- Developer: Players
- Publisher: Players (Interceptor Micros)
- Designer: Colin Swinbourne
- Platforms: ZX Spectrum, Commodore 64, Amstrad CPC, Acorn Electron, BBC Micro, Atari 8-bit, MSX, Amiga, Atari ST
- Release: 1987
- Genre: Platform
- Mode: Single-player

= Joe Blade =

1987 video game

Joe Blade is a video game published by Interceptor Micros on their Players budget label for the ZX Spectrum, Commodore 64 and Amstrad CPC in 1987. It reached the top of the UK game charts, replacing Renegade. In Germany, the game peaked at number 7. It was ported to the Acorn Electron, BBC Micro, Atari 8-bit computers, MSX, Amiga, and Atari ST. A sequel, Joe Blade 2, was published in 1988. Another sequel, Joe Blade 3, was released in 1989.

==Gameplay==

Joe comes across a kidnapped World Leader and a guard (ZX Spectrum)

The first Joe Blade title portrayed Blade as a lone commando sent into an evil mastermind's complex to release a number of diplomats.

==Reception==
Ron Stewart for Page 6 said "It is not a great game, but for under a tenner what do you expect. There is enough game play here to keep you going for a while."

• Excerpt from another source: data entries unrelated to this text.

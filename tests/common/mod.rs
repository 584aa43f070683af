#![allow(dead_code)]

pub mod test_server {
    use std::net::{SocketAddr, TcpListener};
    use std::sync::{Arc, Once};
    use wren::router::Router;
    use wren::server::{AppService, HttpServer, ServerHandle};

    /// Ensures May coroutines are configured only once
    static MAY_INIT: Once = Once::new();

    pub fn setup_may_runtime() {
        MAY_INIT.call_once(|| {
            may::config().set_stack_size(0x8000);
        });
    }

    /// A running server on an ephemeral port, stopped on drop.
    pub struct TestServer {
        handle: Option<ServerHandle>,
        addr: SocketAddr,
    }

    impl TestServer {
        pub fn start(router: Router) -> Self {
            setup_may_runtime();
            let listener = TcpListener::bind("127.0.0.1:0").unwrap();
            let addr = listener.local_addr().unwrap();
            drop(listener);

            let handle = HttpServer(AppService::new(Arc::new(router)))
                .start(addr)
                .unwrap();
            handle.wait_ready().unwrap();
            Self {
                handle: Some(handle),
                addr,
            }
        }

        pub fn addr(&self) -> SocketAddr {
            self.addr
        }
    }

    impl Drop for TestServer {
        fn drop(&mut self) {
            if let Some(handle) = self.handle.take() {
                handle.stop();
            }
        }
    }
}

pub mod http {
    use std::io::{Read, Write};
    use std::net::{SocketAddr, TcpStream};
    use std::time::Duration;

    /// Write a raw request and read one response.
    ///
    /// Reads until the headers and `Content-Length` bytes of body have
    /// arrived, the peer closes, or the read times out.
    pub fn send_request(addr: &SocketAddr, req: &str) -> String {
        let mut stream = TcpStream::connect(addr).unwrap();
        stream.write_all(req.as_bytes()).unwrap();
        stream
            .set_read_timeout(Some(Duration::from_millis(500)))
            .unwrap();

        let mut buf = Vec::new();
        loop {
            let mut tmp = [0u8; 1024];
            match stream.read(&mut tmp) {
                Ok(0) => break,
                Ok(n) => {
                    buf.extend_from_slice(&tmp[..n]);
                    if response_complete(&buf) {
                        break;
                    }
                }
                Err(ref e)
                    if e.kind() == std::io::ErrorKind::WouldBlock
                        || e.kind() == std::io::ErrorKind::TimedOut =>
                {
                    break
                }
                Err(e) => panic!("read error: {:?}", e),
            }
        }
        String::from_utf8_lossy(&buf).to_string()
    }

    fn response_complete(buf: &[u8]) -> bool {
        let text = String::from_utf8_lossy(buf);
        let Some(header_end) = text.find("\r\n\r\n") else {
            return false;
        };
        let content_length = text[..header_end]
            .lines()
            .filter_map(|line| line.split_once(':'))
            .find(|(name, _)| name.trim().eq_ignore_ascii_case("content-length"))
            .and_then(|(_, value)| value.trim().parse::<usize>().ok())
            .unwrap_or(0);
        buf.len() >= header_end + 4 + content_length
    }

    /// Parsed response: status, headers (lowercased names) and body.
    pub struct RawResponse {
        pub status: u16,
        pub headers: Vec<(String, String)>,
        pub body: String,
    }

    impl RawResponse {
        pub fn header(&self, name: &str) -> Option<&str> {
            self.headers
                .iter()
                .find(|(k, _)| k == name)
                .map(|(_, v)| v.as_str())
        }

        pub fn header_values(&self, name: &str) -> Vec<&str> {
            self.headers
                .iter()
                .filter(|(k, _)| k == name)
                .map(|(_, v)| v.as_str())
                .collect()
        }

        pub fn json(&self) -> serde_json::Value {
            serde_json::from_str(&self.body).unwrap()
        }
    }

    pub fn parse_response(resp: &str) -> RawResponse {
        let (head, body) = resp.split_once("\r\n\r\n").unwrap_or((resp, ""));
        let mut status = 0;
        let mut headers = Vec::new();
        for line in head.lines() {
            if line.starts_with("HTTP/1.1") {
                status = line
                    .split_whitespace()
                    .nth(1)
                    .unwrap_or("0")
                    .parse()
                    .unwrap();
            } else if let Some((name, val)) = line.split_once(':') {
                headers.push((name.trim().to_ascii_lowercase(), val.trim().to_string()));
            }
        }
        RawResponse {
            status,
            headers,
            body: body.to_string(),
        }
    }

    pub fn get(addr: &SocketAddr, path: &str) -> RawResponse {
        parse_response(&send_request(
            addr,
            &format!("GET {path} HTTP/1.1\r\nHost: localhost\r\n\r\n"),
        ))
    }
}

pub mod ctx {
    use http::Method;
    use std::sync::Arc;
    use wren::dispatcher::{Context, HandlerResponse, HeaderVec};
    use wren::router::Router;

    pub fn request(method: Method, url: &str) -> Context {
        Context::new(method, url, HeaderVec::new(), Vec::new())
    }

    pub fn request_with(method: Method, url: &str, headers: &[(&str, &str)], body: &str) -> Context {
        let headers: HeaderVec = headers
            .iter()
            .map(|(k, v)| (Arc::from(*k), (*v).to_string()))
            .collect();
        Context::new(method, url, headers, body.as_bytes().to_vec())
    }

    /// Run one request through `router` and return the finalized response.
    pub fn call(router: &Router, method: Method, url: &str) -> HandlerResponse {
        let mut ctx = request(method, url);
        router.handle(&mut ctx).unwrap();
        ctx.take_response().unwrap()
    }
}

Arnie Katz & Joyce Worley for Ahoy!'s AmigaUser said "Joe Blade is an exceptionally well programmed product. Its animated illustrations and jaunty soundtrack give it an edge over numerous other 'storm-the-fortress' epics".

Computer and Video Games said "Nice and cheap with ace graphics, Joe Blade certainly cuts it. A good buy."

Crash said "extremely playable and addictive."